SMALL STATURES, BIG WORK ETHIC
Get started, they did. Rehearsals began on June 17-a Monday, to be exact-and all 35 kids, plus crew members and volunteers set themselves to work.
"We blocked the entire show in five rehearsals. That's just 15 hours," said Director Mary Dina. "It sounds like a lot but it's not. Not at all. But, that also means that the cast had to be off book very quickly, too. So, believe it or not, it actually only took a few more rehearsals before most of the kids had their parts down pat."
For the more seasoned actors, that might not seem like a big deal. It's just part of being in a show. However, for a newcomer, who's only five years old, there's the possibility that it will be overwhelming.
"Everybody has worked so hard," said Dina, who couldn't seem to help but beam and smile when she talked about the cast. "I'm so proud. Our youngest is five years old-we have several young children-and despite the commotion, the constant choreography, the vocal lessons-they've all just thrived."
Like Dina, Musical Director Cody Munzert attributes the success of the rehearsals to the hard work of the cast. But, in his mind, there's more to it than just hard work.

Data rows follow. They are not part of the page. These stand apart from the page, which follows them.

//! Reading and writing the files cmdsheet keeps between runs.
//!
//! Both files are optional: a missing history is an empty history and a
//! missing defaults file means the built-in defaults apply.

use std::fs::{self, File};
use std::path::Path;

use log::{debug, warn};

use crate::error::{Error, Result};
use crate::history::RecentHistory;
use crate::option_defaults::OptionDefaults;

fn get_reader(file_description: &str, path: &str) -> Result<File> {
    File::open(path)
        .map_err(|e| Error::io_error(file_description.to_string(), path.to_string(), e))
}

fn get_optional_reader(file_description: &str, path: &str) -> Result<Option<File>> {
    if !Path::exists(Path::new(path)) {
        debug!("No {file_description} file at `{path}`");
        return Ok(None);
    }

    get_reader(file_description, path).map(Some)
}

/// Reads the recent command history.
///
/// Stored entries are normalized on the way in, so a hand-edited file with
/// duplicates or too many entries still yields a valid history.
///
/// # Errors
///
/// Returns an error if the file exists but cannot be read or is not a YAML
/// list of strings.
pub fn get_history(history_path: &str) -> Result<RecentHistory> {
    let Some(reader) = get_optional_reader("history", history_path)? else {
        return Ok(RecentHistory::new());
    };

    let entries: Vec<String> = serde_yaml::from_reader(reader).map_err(|e| {
        Error::yaml_error(
            "reading".to_string(),
            "history".to_string(),
            history_path.to_string(),
            e,
        )
    })?;

    Ok(RecentHistory::from_entries(entries))
}

/// Reads the recent command history, treating a broken file as empty.
///
/// The history is a convenience, so a file that cannot be read or parsed is
/// logged and replaced on the next save instead of stopping the run.
pub fn get_history_or_empty(history_path: &str) -> RecentHistory {
    get_history(history_path).unwrap_or_else(|e| {
        warn!("{e}, starting with an empty history");
        RecentHistory::new()
    })
}

/// Writes the recent command history, creating its directory if needed.
///
/// # Errors
///
/// Returns an error if the directory or file cannot be created or the
/// history cannot be serialized.
pub fn write_history(history_path: &str, history: &RecentHistory) -> Result<()> {
    if let Some(parent) = Path::new(history_path).parent() {
        fs::create_dir_all(parent).map_err(|e| {
            Error::io_error(
                "history directory".to_string(),
                parent.display().to_string(),
                e,
            )
        })?;
    }

    let writer = File::create(history_path)
        .map_err(|e| Error::io_error("history".to_string(), history_path.to_string(), e))?;

    serde_yaml::to_writer(writer, history).map_err(|e| {
        Error::yaml_error(
            "writing".to_string(),
            "history".to_string(),
            history_path.to_string(),
            e,
        )
    })
}

/// Loads and validates the per-family option defaults.
///
/// # Errors
///
/// Returns an error if the file exists but cannot be read, is malformed, or
/// names a family or option that does not exist.
pub fn get_option_defaults(defaults_path: &str) -> Result<Option<OptionDefaults>> {
    let Some(reader) = get_optional_reader("defaults", defaults_path)? else {
        return Ok(None);
    };

    let defaults: OptionDefaults = serde_yaml::from_reader(reader).map_err(|e| {
        Error::yaml_error(
            "reading".to_string(),
            "defaults".to_string(),
            defaults_path.to_string(),
            e,
        )
    })?;

    defaults.validate()?;

    Ok(Some(defaults))
}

Page 2 of 2 - "It's mostly energy. The kids have to be excited and they have to want to be there," said 19-year-old Middletown High School graduate Munzert. "And, the energy these kids are bringing is just incredible. They've had something like 40 songs to learn. There's been no complaining, though. Just infectious enthusiasm."
CONSPICUOUS COSTUMED CHARACTERS
When asked about the best part of the production, which is a complex combination of many Dr. Seuss books, all three directors point to the color and the costumes, which were designed and put together by long-time and well known creative force of Dana Kimbrough who used bright colors, lots of tulle and a healthy supply of feathers to bring talking birds and the whole crazy cast alive.
"The color is just amazing," said Dina. "I think it's why I love the opening the most. All the characters enter on the word 'Seuss' and you are just attacked by color. It brings out a lot of the personality of the show and of the kids."
From that opening number, several familiar faces emerge. First, there's Horton the Elephant, who faces two challenges: protecting the invisible Whos and guarding an abandoned egg left to his care.
And, of course, chaos ensues. How could it not when the Cat in the Hat is acting as the narrator?
13-year-old Katie Smith is bringing the white glove and striped hat-wearing mischievous feline to life. It could be intimidating. Smith actually finds the character fun and relatable.
"It's so much fun. As the Cat in the Hat, I get to be about 12 different characters from a doctor to a ringmaster," said Smith with a smile not unlike the famous cat's famous grin. "I also like that the words work out so that people are free to interpret them any way they want to."
Director Dina had a similar take, adding that audiences will not be disappointed.
"The whole visual aspect of it is intoxicating," she said. "The color brings out the energy and the enthusiasm and from the very first second, you are in it. You can't take your eyes off of it."